(Records for the task Opens)

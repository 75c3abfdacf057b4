//! The research reasoning pipeline.
//!
//! One call to [`ResearchPipeline::process`] walks a fresh [`ReasoningState`]
//! through the stages
//!
//! ```text
//! INTAKE → INTENT → SCOPE_CHECK ─┬─ REJECTED
//!                                ├─ CLARIFY
//!                                └─ PLANNING → EXECUTING → SYNTHESIZING → COMPOSING → DONE
//! ```
//!
//! Every stage appends one [`StageRecord`](crate::state::StageRecord) to the
//! trace, which becomes the `reasoning` list of the response. Stages are
//! computation-only except EXECUTING and the guard invocations (intent
//! classification, scope guard), which go through the [`ToolExecutor`].

pub mod composer;
pub mod error;
pub mod executor;
pub mod intent;
pub mod planner;
pub mod scope;
pub mod synthesis;

pub use composer::ResponseComposer;
pub use error::PipelineError;
pub use executor::{ExecutionContext, ExecutionOutcome, ToolExecutor, ToolOutput, ToolStatus};
pub use intent::{IntentAnalysis, IntentAnalyzer};
pub use planner::{InputRef, Plan, Planner, ToolInvocation};
pub use scope::ScopeValidator;
pub use synthesis::{EvidenceSynthesizer, Synthesis};

use crate::config::ScholarConfig;
use crate::logging;
use crate::state::{
    ConversationContext, GenerationSettings, Intent, ReasoningState, Response, Stage, StateDelta,
};
use crate::tools::{factory, Capability, ToolRegistry};
use std::time::Instant;

/// Entry point: question plus conversation context in, grounded response out.
#[derive(Debug, Clone)]
pub struct ResearchPipeline {
    analyzer: IntentAnalyzer,
    validator: ScopeValidator,
    planner: Planner,
    executor: ToolExecutor,
    synthesizer: EvidenceSynthesizer,
    composer: ResponseComposer,
    default_settings: GenerationSettings,
    retrieval_limit: u32,
    content_logging: bool,
}

/// How a guard invocation ended.
enum Guarded<T> {
    Passed(ReasoningState, T),
    Aborted(Response),
}

impl ResearchPipeline {
    /// Assemble a pipeline around an already-built registry.
    pub fn new(config: &ScholarConfig, registry: ToolRegistry) -> Result<Self, PipelineError> {
        let matcher = config.scope.compile()?;
        let validator = ScopeValidator::new(
            config.scope.clone(),
            matcher,
            registry.has(Capability::Retrieve),
        );
        Ok(Self {
            analyzer: IntentAnalyzer::new(),
            validator,
            planner: Planner::new(),
            executor: ToolExecutor::new(registry, config.executor.clone()),
            synthesizer: EvidenceSynthesizer::new(config.synthesis.clone()),
            composer: ResponseComposer::new(),
            default_settings: config.generation.defaults.clone(),
            retrieval_limit: config.retrieval.limit,
            content_logging: config.logging.enable_content_logging,
        })
    }

    /// Validate the configuration and build the registry it describes.
    pub fn from_config(config: &ScholarConfig) -> Result<Self, PipelineError> {
        config.validate()?;
        let registry = factory::build_registry(config)?;
        Self::new(config, registry)
    }

    pub fn registry(&self) -> &ToolRegistry {
        self.executor.registry()
    }

    /// Answer one question.
    ///
    /// Expected conditions (off-topic, missing context, tool failures) come
    /// back as a `Response`; `Err` means an internal invariant broke.
    pub async fn process(
        &self,
        question: &str,
        context: &ConversationContext,
    ) -> Result<Response, PipelineError> {
        let request_id = logging::generate_request_id();
        let started = Instant::now();

        if let Some(preview) = logging::truncate_question(question, self.content_logging) {
            tracing::debug!(request_id = %request_id, question = %preview, "Question received");
        }

        let result = self.run(&request_id, question, context).await;

        match &result {
            Ok(response) => {
                let outcome = logging::outcome_label(response);
                metrics::counter!("scholar_pipeline_outcomes_total", "outcome" => outcome)
                    .increment(1);
                tracing::info!(
                    request_id = %request_id,
                    outcome,
                    confidence = %response.confidence,
                    sources = response.sources.len(),
                    uncertainties = response.uncertainties.len(),
                    elapsed_ms = started.elapsed().as_millis() as u64,
                    "Question processed"
                );
            }
            Err(e) => {
                metrics::counter!("scholar_pipeline_outcomes_total", "outcome" => "error")
                    .increment(1);
                tracing::error!(request_id = %request_id, error = %e, "Pipeline fault");
            }
        }

        result
    }

    async fn run(
        &self,
        request_id: &str,
        question: &str,
        context: &ConversationContext,
    ) -> Result<Response, PipelineError> {
        let settings = context
            .generation
            .clone()
            .unwrap_or_else(|| self.default_settings.clone());
        let ctx = ExecutionContext {
            request_id,
            settings: &settings,
            retrieval_limit: self.retrieval_limit,
        };

        // INTAKE
        let stage_start = Instant::now();
        let state = ReasoningState::new(question)
            .with_attached(&context.papers)
            .merge(StateDelta::default().record(
                Stage::Intake,
                format!("question received with {} attached paper(s)", context.papers.len()),
            ));
        stage_done(Stage::Intake, stage_start, request_id);

        // INTENT
        let stage_start = Instant::now();
        let (state, intent) = match self.classify(question, state, &ctx).await {
            Guarded::Passed(state, intent) => (state, intent),
            Guarded::Aborted(response) => return Ok(response),
        };
        stage_done(Stage::Intent, stage_start, request_id);

        // SCOPE_CHECK
        let stage_start = Instant::now();
        let decision = self
            .validator
            .validate(question, &intent, context.papers.len());
        let state = state.merge(StateDelta::default().record(
            Stage::ScopeCheck,
            describe_scope(&decision.warnings, decision.in_scope, decision.requires_clarification),
        ));
        stage_done(Stage::ScopeCheck, stage_start, request_id);

        if !decision.in_scope {
            return Ok(self.composer.rejected(&state, &decision.warnings.join("; ")));
        }
        if decision.requires_clarification {
            return Ok(self
                .composer
                .clarification(&state, &decision.warnings.join("; ")));
        }

        let state = match self.guard_scope(state, &ctx).await {
            Guarded::Passed(state, None) => state,
            Guarded::Passed(state, Some(reason)) => {
                return Ok(self.composer.rejected(&state, &reason));
            }
            Guarded::Aborted(response) => return Ok(response),
        };

        // PLANNING
        let stage_start = Instant::now();
        let plan = self
            .planner
            .create_plan(&intent, &state.papers, self.executor.registry());
        let state = state.merge(StateDelta {
            uncertainties: plan.unavailable.clone(),
            ..StateDelta::default().record(Stage::Planning, plan.describe())
        });
        stage_done(Stage::Planning, stage_start, request_id);

        // EXECUTING
        let stage_start = Instant::now();
        let outcome = self.executor.execute(&plan, state, &ctx).await;
        if let Some(failure) = &outcome.aborted {
            return Ok(self
                .composer
                .degraded(&outcome.state, failure.capability, &failure.reason));
        }
        let state = outcome.state.merge(
            StateDelta::default().record(Stage::Executing, describe_results(&outcome.results)),
        );
        stage_done(Stage::Executing, stage_start, request_id);

        // SYNTHESIZING
        let stage_start = Instant::now();
        let synthesis = self.synthesizer.synthesize(&state);
        let detail = format!(
            "{} supporting, {} conflicting across {} topic(s); confidence {}",
            synthesis.supporting.len(),
            synthesis.conflicting.len(),
            synthesis.topics.len(),
            synthesis.confidence
        );
        let state = state.merge(synthesis.to_delta().record(Stage::Synthesizing, detail));
        state
            .check_grounding()
            .map_err(PipelineError::StateInvariant)?;
        stage_done(Stage::Synthesizing, stage_start, request_id);

        // COMPOSING → DONE
        let stage_start = Instant::now();
        let response = self.composer.compose(&synthesis, &state);
        stage_done(Stage::Composing, stage_start, request_id);

        Ok(response)
    }

    /// Heuristics first; the classifier tool only when they are inconclusive.
    async fn classify(
        &self,
        question: &str,
        state: ReasoningState,
        ctx: &ExecutionContext<'_>,
    ) -> Guarded<Intent> {
        let analysis = self.analyzer.analyze(question);
        let classifier = self.executor.registry().get(Capability::ClassifyIntent);

        let (state, intent, detail) = match classifier {
            Some(tool) if !analysis.conclusive => {
                let name = tool.name().to_string();
                let outcome = self
                    .executor
                    .execute(&Plan::guard(Capability::ClassifyIntent), state, ctx)
                    .await;
                if let Some(failure) = &outcome.aborted {
                    let state = outcome.state.merge(StateDelta::default().record(
                        Stage::Intent,
                        format!("classification failed: {}", failure.reason),
                    ));
                    return Guarded::Aborted(self.composer.degraded(
                        &state,
                        failure.capability,
                        &failure.reason,
                    ));
                }
                let intent = match outcome.output(Capability::ClassifyIntent) {
                    Some(ToolOutput::Intent(intent)) => *intent,
                    _ => analysis.intent,
                };
                let detail = format!("{} (classified by {})", describe_intent(&intent), name);
                (outcome.state, intent, detail)
            }
            _ => {
                let suffix = if analysis.conclusive {
                    ""
                } else {
                    " (heuristic default)"
                };
                let detail = format!("{}{}", describe_intent(&analysis.intent), suffix);
                (state, analysis.intent, detail)
            }
        };

        let state = state.merge(StateDelta {
            intent: Some(intent),
            ..StateDelta::default().record(Stage::Intent, detail)
        });
        Guarded::Passed(state, intent)
    }

    /// Second-line scope check. Passes `Some(reason)` when the guard rejects.
    async fn guard_scope(
        &self,
        state: ReasoningState,
        ctx: &ExecutionContext<'_>,
    ) -> Guarded<Option<String>> {
        let Some(tool) = self.executor.registry().get(Capability::ValidateScope) else {
            return Guarded::Passed(state, None);
        };
        let name = tool.name().to_string();

        let outcome = self
            .executor
            .execute(&Plan::guard(Capability::ValidateScope), state, ctx)
            .await;
        if let Some(failure) = &outcome.aborted {
            let state = outcome.state.merge(StateDelta::default().record(
                Stage::ScopeCheck,
                format!("scope guard failed: {}", failure.reason),
            ));
            return Guarded::Aborted(self.composer.degraded(
                &state,
                failure.capability,
                &failure.reason,
            ));
        }

        match outcome.output(Capability::ValidateScope) {
            Some(ToolOutput::Scope(verdict)) if !verdict.in_scope => {
                let reason = if verdict.warnings.is_empty() {
                    format!("rejected by {}", name)
                } else {
                    verdict.warnings.join("; ")
                };
                let state = outcome.state.merge(
                    StateDelta::default()
                        .record(Stage::ScopeCheck, format!("{} rejected the request", name)),
                );
                Guarded::Passed(state, Some(reason))
            }
            _ => Guarded::Passed(outcome.state, None),
        }
    }
}

fn stage_done(stage: Stage, started: Instant, request_id: &str) {
    let elapsed = started.elapsed();
    metrics::histogram!("scholar_stage_duration_seconds", "stage" => stage.as_str())
        .record(elapsed.as_secs_f64());
    tracing::debug!(
        request_id = %request_id,
        stage = stage.as_str(),
        elapsed_us = elapsed.as_micros() as u64,
        "Stage completed"
    );
}

fn describe_intent(intent: &Intent) -> String {
    let mut needs = Vec::new();
    if intent.requires_paper_context {
        needs.push("paper context");
    }
    if intent.requires_external_evidence {
        needs.push("external evidence");
    }
    if needs.is_empty() {
        intent.question_type.as_str().to_string()
    } else {
        format!("{}; needs {}", intent.question_type.as_str(), needs.join(" and "))
    }
}

fn describe_scope(warnings: &[String], in_scope: bool, clarify: bool) -> String {
    let verdict = match (in_scope, clarify) {
        (false, _) => "out of scope",
        (true, true) => "clarification needed",
        (true, false) => "in scope",
    };
    if warnings.is_empty() {
        verdict.to_string()
    } else {
        format!("{} ({})", verdict, warnings.join("; "))
    }
}

fn describe_results(results: &[executor::ToolResult]) -> String {
    let ok = results.iter().filter(|r| r.status.is_ok()).count();
    let failed = results
        .iter()
        .filter(|r| matches!(r.status, ToolStatus::Failed { .. }))
        .count();
    let skipped = results.len() - ok - failed;
    format!("{} ok, {} failed, {} skipped", ok, failed, skipped)
}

(Records for the task Closes)

**Activity:**
Every line holding the word "ClassifyIntent" should be copied out of the material.

**Answer for the task:**
        let classifier = self.executor.registry().get(Capability::ClassifyIntent);
                    .execute(&Plan::guard(Capability::ClassifyIntent), state, ctx)
                let intent = match outcome.output(Capability::ClassifyIntent) {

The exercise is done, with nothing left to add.